- Opening Delimiter -

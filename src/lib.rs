//! Command-line client generated at startup from an OpenAPI description.
//!
//! The flow is [`spec::load`] → [`synthesize::synthesize`] → [`cli::build_cli`]
//! → [`runtime::execute`] → [`render::render`]. The HTTP transport sits behind
//! [`client::ApiClient`] so everything above it can be driven without a network.

pub mod cli;
pub mod client;
pub mod config;
pub mod error;
pub mod http;
pub mod operation;
pub mod render;
pub mod runtime;
pub mod spec;
pub mod synthesize;
use anyhow::{Result, anyhow};
use clap::ArgMatches;
use cloudapi::config::{self, Bootstrap, Settings};
use cloudapi::http::HttpClient;
use cloudapi::synthesize::Synthesis;
use cloudapi::{cli, render, runtime, spec, synthesize};
use std::{env, io::Write};
use tracing_subscriber::prelude::*;
use tracing_subscriber::{EnvFilter, Registry, fmt, reload};

fn main() {
    if let Err(err) = run() {
        eprintln!("error: {err}");
        std::process::exit(1);
    }
}

fn run() -> Result<()> {
    let args: Vec<String> = env::args().collect();
    let bootstrap = Bootstrap::scan(&args, |key| env::var(key).ok());
    let log_filter = init_tracing(bootstrap.log_level())?;

    let doc = match &bootstrap.spec_path {
        Some(path) => spec::load_from_path(path)?,
        None => spec::load()?,
    };
    let synthesis = synthesize::synthesize(&doc);
    tracing::debug!(
        commands = synthesis.commands.len(),
        skipped = synthesis.skipped.len(),
        "command tree ready"
    );

    let matches = cli::build_cli(&doc, &synthesis).get_matches_from(&args);
    if let Some(handle) = log_filter {
        let level = config::log_level_from(&matches);
        if level != bootstrap.log_level() {
            handle
                .reload(EnvFilter::new(level))
                .map_err(|e| anyhow!("failed to update log level: {e}"))?;
        }
    }

    if let Some(sub) = matches.subcommand_matches("list") {
        return write_stdout_line(&cli::list_output(&synthesis, sub.get_flag("json"))?);
    }
    if let Some(sub) = matches.subcommand_matches("describe") {
        return handle_describe(&synthesis, sub);
    }

    let (name, sub) = matches
        .subcommand()
        .ok_or_else(|| anyhow!("command required"))?;
    let command = synthesis
        .find(name)
        .ok_or_else(|| anyhow!("unknown command {name}"))?;

    let settings = Settings::resolve(&matches, doc.default_server())?;
    let input = cli::input_from_matches(command, sub);
    let client = HttpClient::new(&settings)?;
    let response = runtime::execute(command, &input, &client)?;

    let output = render::render(&response, command.operation.method, settings.format)?;
    write_stdout_line(&output)
}

fn handle_describe(synthesis: &Synthesis, matches: &ArgMatches) -> Result<()> {
    let name = matches
        .get_one::<String>("command")
        .ok_or_else(|| anyhow!("command required"))?;
    let command = synthesis
        .find(name)
        .ok_or_else(|| anyhow!("unknown command {name}"))?;
    write_stdout_line(&cli::describe_output(command, matches.get_flag("json"))?)
}

/// Logs go to stderr so stdout stays parseable. `RUST_LOG` overrides the
/// level picked from `-v`/`-q`; otherwise the returned handle lets the level
/// follow flags given after the command name.
fn init_tracing(default_level: &str) -> Result<Option<reload::Handle<EnvFilter, Registry>>> {
    let from_env = EnvFilter::try_from_default_env().ok();
    let overridden = from_env.is_some();
    let (filter, handle) =
        reload::Layer::new(from_env.unwrap_or_else(|| EnvFilter::new(default_level)));
    tracing_subscriber::registry()
        .with(filter)
        .with(fmt::layer().with_writer(std::io::stderr).with_target(false))
        .try_init()
        .map_err(|e| anyhow!("failed to initialize logging: {e}"))?;
    Ok((!overridden).then_some(handle))
}

fn write_stdout_line(value: &str) -> Result<()> {
    let mut out = std::io::stdout().lock();
    if let Err(err) = out.write_all(value.as_bytes()) {
        if err.kind() == std::io::ErrorKind::BrokenPipe {
            std::process::exit(0);
        }
        return Err(err.into());
    }
    if let Err(err) = out.write_all(b"\n") {
        if err.kind() == std::io::ErrorKind::BrokenPipe {
            std::process::exit(0);
        }
        return Err(err.into());
    }
    Ok(())
}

- Closing Delimiter -

* [ABOUT THIS TASK]
From the listing above, return the lines starting at the one with "return handle_describe(&synthesis, sub);" and ending at the one with "let input = cli::input_from_matches(command, sub);", both kept, exactly as they appear and nothing more.

* [RESPONSE TO THE TASK]
        return handle_describe(&synthesis, sub);
    }

    let (name, sub) = matches
        .subcommand()
        .ok_or_else(|| anyhow!("command required"))?;
    let command = synthesis
        .find(name)
        .ok_or_else(|| anyhow!("unknown command {name}"))?;

    let settings = Settings::resolve(&matches, doc.default_server())?;
    let input = cli::input_from_matches(command, sub);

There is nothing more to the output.